* _Task requirements_
Using the entries that follow, report how many lines contain the word "blob". Only the number is wanted.

Collected data:
//! The scene: an ordered collection of stickers plus selection state.
//!
//! Order encodes paint/z-order - index 0 draws first (bottom), the last
//! element draws on top and wins hit-test ties.

use serde::{Deserialize, Serialize};

use crate::element::{Element, ElementId, ElementKind};
use crate::error::StickerResult;

/// Minimum canvas edge length in pixels.
pub const MIN_CANVAS_EDGE: f32 = 200.0;

/// The sticker board: elements in z-order, at most one selection, and
/// the canvas dimensions layouts and exports work against.
#[derive(Debug, Clone, Serialize, Deserialize)]
pub struct Scene {
    /// Elements in paint order (index 0 = bottom).
    elements: Vec<Element>,
    /// Currently selected element, if any. Always references a present
    /// element.
    selected: Option<ElementId>,
    /// Canvas width in pixels.
    width: f32,
    /// Canvas height in pixels.
    height: f32,
}

impl Scene {
    /// Create an empty scene. Dimensions are clamped to the 200 px
    /// minimum edge.
    #[must_use]
    pub fn new(width: f32, height: f32) -> Self {
        Self {
            elements: Vec::new(),
            selected: None,
            width: width.max(MIN_CANVAS_EDGE),
            height: height.max(MIN_CANVAS_EDGE),
        }
    }

    /// Canvas width in pixels.
    #[must_use]
    pub fn width(&self) -> f32 {
        self.width
    }

    /// Canvas height in pixels.
    #[must_use]
    pub fn height(&self) -> f32 {
        self.height
    }

    /// Resize the canvas. Element world positions are left untouched,
    /// which may place them outside the new bounds.
    pub fn resize(&mut self, width: f32, height: f32) {
        self.width = width.max(MIN_CANVAS_EDGE);
        self.height = height.max(MIN_CANVAS_EDGE);
        tracing::debug!("Canvas resized to {}x{}", self.width, self.height);
    }

    /// Append an element at the top of the z-order and select it.
    pub fn add(&mut self, element: Element) -> ElementId {
        let id = element.id;
        self.elements.push(element);
        self.selected = Some(id);
        tracing::debug!("Added element {id}, scene now has {}", self.elements.len());
        id
    }

    /// Remove an element by id. Clears the selection if it pointed at
    /// the removed element; silently does nothing for unknown ids.
    pub fn remove(&mut self, id: ElementId) {
        let before = self.elements.len();
        self.elements.retain(|e| e.id != id);
        if self.elements.len() < before {
            if self.selected == Some(id) {
                self.selected = None;
            }
            tracing::debug!("Removed element {id}");
        }
    }

    /// Get an element by id.
    #[must_use]
    pub fn get(&self, id: ElementId) -> Option<&Element> {
        self.elements.iter().find(|e| e.id == id)
    }

    /// Get a mutable reference to an element by id.
    pub fn get_mut(&mut self, id: ElementId) -> Option<&mut Element> {
        self.elements.iter_mut().find(|e| e.id == id)
    }

    /// Move an element to the top of the z-order, preserving the
    /// relative order of everything else. No-op for unknown ids.
    pub fn bring_to_front(&mut self, id: ElementId) {
        if let Some(idx) = self.elements.iter().position(|e| e.id == id) {
            let element = self.elements.remove(idx);
            self.elements.push(element);
        }
    }

    /// Move an element to the bottom of the z-order, preserving the
    /// relative order of everything else. No-op for unknown ids.
    pub fn send_to_back(&mut self, id: ElementId) {
        if let Some(idx) = self.elements.iter().position(|e| e.id == id) {
            let element = self.elements.remove(idx);
            self.elements.insert(0, element);
        }
    }

    /// Find the topmost element whose padded oriented bounding box
    /// contains the given canvas point.
    ///
    /// Scans from the top of the z-order down so visually occluding
    /// elements win ties.
    #[must_use]
    pub fn pick_topmost(&self, x: f32, y: f32) -> Option<ElementId> {
        self.elements
            .iter()
            .rev()
            .find(|e| e.contains_point(x, y))
            .map(|e| e.id)
    }

    /// Pointer-select at a canvas point: picks the topmost hit, raises
    /// it to the front and selects it; clears the selection on a miss.
    pub fn select_at(&mut self, x: f32, y: f32) -> Option<ElementId> {
        match self.pick_topmost(x, y) {
            Some(id) => {
                self.bring_to_front(id);
                self.selected = Some(id);
                Some(id)
            }
            None => {
                self.selected = None;
                None
            }
        }
    }

    /// Select an element by id. Returns false (leaving the selection
    /// unchanged) if the id is not present.
    pub fn select(&mut self, id: ElementId) -> bool {
        if self.get(id).is_some() {
            self.selected = Some(id);
            true
        } else {
            false
        }
    }

    /// Clear the selection.
    pub fn clear_selection(&mut self) {
        self.selected = None;
    }

    /// The currently selected element id, if any.
    #[must_use]
    pub fn selected(&self) -> Option<ElementId> {
        self.selected
    }

    /// The currently selected element, if any.
    #[must_use]
    pub fn selected_element(&self) -> Option<&Element> {
        self.selected.and_then(|id| self.get(id))
    }

    /// Mutable access to the currently selected element, if any.
    pub fn selected_element_mut(&mut self) -> Option<&mut Element> {
        let id = self.selected?;
        self.get_mut(id)
    }

    /// Elements in paint order (bottom first).
    pub fn elements(&self) -> impl Iterator<Item = &Element> {
        self.elements.iter()
    }

    /// Mutable iteration in paint order.
    pub fn elements_mut(&mut self) -> impl Iterator<Item = &mut Element> {
        self.elements.iter_mut()
    }

    /// Number of elements in the scene.
    #[must_use]
    pub fn len(&self) -> usize {
        self.elements.len()
    }

    /// Whether the scene has no elements.
    #[must_use]
    pub fn is_empty(&self) -> bool {
        self.elements.is_empty()
    }

    /// Flatten the image stickers into persistable records, in z-order.
    ///
    /// Width and height are the absolute current pixel size (intrinsic
    /// size times scale), not intrinsic size plus a factor. Text
    /// stickers are session state and are not persisted.
    #[must_use]
    pub fn to_records(&self) -> Vec<StickerRecord> {
        self.elements
            .iter()
            .filter_map(|e| match &e.kind {
                ElementKind::Image { src, .. } => {
                    let (w, h) = e.displayed_size();
                    Some(StickerRecord {
                        image: src.clone(),
                        x: e.transform.x,
                        y: e.transform.y,
                        w,
                        h,
                    })
                }
                ElementKind::Text { .. } => None,
            })
            .collect()
    }

    /// Serialize the persistable records to a JSON blob.
    ///
    /// # Errors
    ///
    /// Returns an error if serialization fails.
    pub fn records_json(&self) -> StickerResult<String> {
        Ok(serde_json::to_string(&self.to_records())?)
    }

    /// Parse a JSON blob back into records.
    ///
    /// # Errors
    ///
    /// Returns an error if the blob is not valid record JSON.
    pub fn records_from_json(json: &str) -> StickerResult<Vec<StickerRecord>> {
        Ok(serde_json::from_str(json)?)
    }
}

/// One persisted sticker: image reference plus absolute placement.
#[derive(Debug, Clone, PartialEq, Serialize, Deserialize)]
pub struct StickerRecord {
    /// Image reference (matches `ElementKind::Image::src`).
    pub image: String,
    /// Center X in canvas pixels.
    pub x: f32,
    /// Center Y in canvas pixels.
    pub y: f32,
    /// Displayed width in pixels (post-scale).
    pub w: f32,
    /// Displayed height in pixels (post-scale).
    pub h: f32,
}

impl StickerRecord {
    /// Reconstruct an element from this record and the decoded image's
    /// natural dimensions, at the exact persisted position and size.
    #[must_use]
    #[allow(clippy::cast_precision_loss)]
    pub fn restore(&self, natural_width: u32, natural_height: u32) -> Element {
        let mut element =
            Element::image(self.image.clone(), natural_width, natural_height, 0.0, 0.0);
        let scale = if natural_width > 0 {
            self.w / natural_width as f32
        } else {
            1.0
        };
        element.set_scale(scale);
        element.set_position(self.x, self.y);
        element
    }
}

#[cfg(test)]
mod tests {
    use super::*;

    fn image_at(x: f32, y: f32) -> Element {
        let mut e = Element::image("test.png", 100, 100, 1000.0, 1000.0);
        e.set_position(x, y);
        e
    }

    #[test]
    fn test_add_selects_and_appends_on_top() {
        let mut scene = Scene::new(1000.0, 1000.0);
        let a = scene.add(image_at(100.0, 100.0));
        let b = scene.add(image_at(100.0, 100.0));
        assert_eq!(scene.selected(), Some(b));
        assert_eq!(scene.pick_topmost(100.0, 100.0), Some(b));
        assert_ne!(a, b);
    }

    #[test]
    fn test_remove_clears_selection_and_ignores_unknown() {
        let mut scene = Scene::new(1000.0, 1000.0);
        let id = scene.add(image_at(100.0, 100.0));
        scene.remove(id);
        assert!(scene.selected().is_none());
        assert!(scene.is_empty());

        // Unknown id is a silent no-op.
        scene.remove(id);
        assert!(scene.is_empty());
    }

    #[test]
    fn test_reorder_preserves_relative_order_of_others() {
        let mut scene = Scene::new(1000.0, 1000.0);
        let a = scene.add(image_at(1.0, 1.0));
        let b = scene.add(image_at(2.0, 2.0));
        let c = scene.add(image_at(3.0, 3.0));

        scene.bring_to_front(a);
        let order: Vec<_> = scene.elements().map(|e| e.id).collect();
        assert_eq!(order, vec![b, c, a]);

        scene.send_to_back(c);
        let order: Vec<_> = scene.elements().map(|e| e.id).collect();
        assert_eq!(order, vec![c, b, a]);
    }

    #[test]
    fn test_pick_topmost_honors_z_order() {
        let mut scene = Scene::new(1000.0, 1000.0);
        let bottom = scene.add(image_at(500.0, 500.0));
        let top = scene.add(image_at(500.0, 500.0));
        assert_eq!(scene.pick_topmost(500.0, 500.0), Some(top));

        scene.bring_to_front(bottom);
        assert_eq!(scene.pick_topmost(500.0, 500.0), Some(bottom));
    }

    #[test]
    fn test_select_at_raises_hit_and_clears_on_miss() {
        let mut scene = Scene::new(1000.0, 1000.0);
        let a = scene.add(image_at(200.0, 200.0));
        let _b = scene.add(image_at(700.0, 700.0));

        assert_eq!(scene.select_at(200.0, 200.0), Some(a));
        assert_eq!(scene.selected(), Some(a));
        let order: Vec<_> = scene.elements().map(|e| e.id).collect();
        assert_eq!(order.last(), Some(&a));

        assert!(scene.select_at(50.0, 950.0).is_none());
        assert!(scene.selected().is_none());
    }

    #[test]
    fn test_resize_clamps_and_keeps_positions() {
        let mut scene = Scene::new(1000.0, 1000.0);
        scene.add(image_at(900.0, 900.0));
        scene.resize(100.0, 300.0);
        assert!((scene.width() - MIN_CANVAS_EDGE).abs() < f32::EPSILON);
        assert!((scene.height() - 300.0).abs() < f32::EPSILON);
        let e = scene.elements().next().unwrap();
        assert!((e.transform.x - 900.0).abs() < f32::EPSILON);
    }

    #[test]
    fn test_records_round_trip_exactly() {
        let mut scene = Scene::new(1000.0, 1000.0);
        let id = scene.add(Element::image("cat.png", 480, 320, 1000.0, 1000.0));
        {
            let e = scene.get_mut(id).unwrap();
            e.set_position(250.0, 750.0);
            e.set_scale(0.25);
        }

        let json = scene.records_json().unwrap();
        let records = Scene::records_from_json(&json).unwrap();
        assert_eq!(records.len(), 1);
        let r = &records[0];
        assert_eq!(r.image, "cat.png");
        assert!((r.w - 120.0).abs() < f32::EPSILON);
        assert!((r.h - 80.0).abs() < f32::EPSILON);

        let restored = r.restore(480, 320);
        assert!((restored.transform.x - 250.0).abs() < f32::EPSILON);
        assert!((restored.transform.y - 750.0).abs() < f32::EPSILON);
        let (w, h) = restored.displayed_size();
        assert!((w - r.w).abs() < f32::EPSILON);
        assert!((h - r.h).abs() < f32::EPSILON);
    }

    #[test]
    fn test_records_skip_text_stickers() {
        use crate::geometry::AdvanceWidthMeasurer;
        let mut scene = Scene::new(1000.0, 1000.0);
        scene.add(Element::image("a.png", 100, 100, 1000.0, 1000.0));
        scene.add(Element::text(
            "label",
            "Arial",
            36.0,
            "#111",
            1000.0,
            1000.0,
            &AdvanceWidthMeasurer,
        ));
        assert_eq!(scene.to_records().len(), 1);
    }
}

* _Answer section_
3